In the entries below, every line that contains "MakeRequestUuid" must be located and copied.

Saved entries
------------------------------------------------

use axum::http::HeaderValue;
use tower_http::cors::{AllowOrigin, Any, CorsLayer};
use tower_http::request_id::{MakeRequestId, RequestId};
use tracing::Span;
use uuid::Uuid;

/// Request ID generator using UUID v7 (time-ordered)
#[derive(Clone, Copy)]
pub struct MakeRequestUuid;

impl MakeRequestId for MakeRequestUuid {
    fn make_request_id<B>(&mut self, _request: &axum::http::Request<B>) -> Option<RequestId> {
        let id = Uuid::now_v7().to_string();
        HeaderValue::from_str(&id).ok().map(RequestId::new)
    }
}

/// Custom MakeSpan that includes request_id in the tracing span
#[derive(Clone, Debug)]
pub struct MakeSpanWithRequestId;

impl<B> tower_http::trace::MakeSpan<B> for MakeSpanWithRequestId {
    fn make_span(&mut self, request: &axum::http::Request<B>) -> Span {
        let request_id = request
            .headers()
            .get("x-request-id")
            .and_then(|v| v.to_str().ok())
            .unwrap_or("-");

        tracing::info_span!(
            "request",
            method = %request.method(),
            uri = %request.uri(),
            request_id = %request_id,
        )
    }
}

pub fn cors_layer(allowed_origins: Vec<String>) -> CorsLayer {
    let cors = CorsLayer::new().allow_methods(Any).allow_headers(Any);

    // If origins list contains "*", allow any origin
    if allowed_origins.iter().any(|o| o == "*") {
        cors.allow_origin(Any)
    } else {
        let origins: Vec<HeaderValue> = allowed_origins
            .iter()
            .filter_map(|o| o.parse().ok())
            .collect();
        cors.allow_origin(AllowOrigin::list(origins))
    }
}

#[cfg(test)]
mod tests {
    use super::*;

    #[test]
    fn test_make_request_uuid_produces_v7() {
        let request = axum::http::Request::builder().body(()).unwrap();
        let id = MakeRequestUuid.make_request_id(&request).unwrap();
        let parsed = Uuid::parse_str(id.header_value().to_str().unwrap()).unwrap();
        assert_eq!(parsed.get_version_num(), 7);
    }
}
use utoipa::{Modify, OpenApi};

use crate::features::locations::{dtos as locations_dtos, handlers as locations_handlers, models};
use crate::shared::types::{ErrorResponse, MessageResponse};

#[derive(OpenApi)]
#[openapi(
    paths(
        locations_handlers::insert_locations,
        locations_handlers::list_locations,
        locations_handlers::list_locations_by_dati2_code,
    ),
    components(
        schemas(
            ErrorResponse,
            MessageResponse,
            models::Location,
            locations_dtos::LocationRowDto,
            locations_dtos::Dati2DataDto,
            locations_dtos::InsertLocationsDto,
            locations_dtos::Dati2CodeQueryDto,
        )
    ),
    tags(
        (name = "locations", description = "Indonesian postal codes and their administrative hierarchy"),
    ),
    info(
        title = "Postal Locations API",
        version = "0.1.0",
        description = "API documentation for the postal location store",
    )
)]
pub struct ApiDoc;

/// Modifier to override OpenAPI info from config
pub struct SwaggerInfoModifier {
    pub title: String,
    pub version: String,
    pub description: String,
}

impl Modify for SwaggerInfoModifier {
    fn modify(&self, openapi: &mut utoipa::openapi::OpenApi) {
        openapi.info.title = self.title.clone();
        openapi.info.version = self.version.clone();
        openapi.info.description = Some(self.description.clone());
    }
}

------------------------------------------------

Your response
pub struct MakeRequestUuid;
impl MakeRequestId for MakeRequestUuid {
        let id = MakeRequestUuid.make_request_id(&request).unwrap();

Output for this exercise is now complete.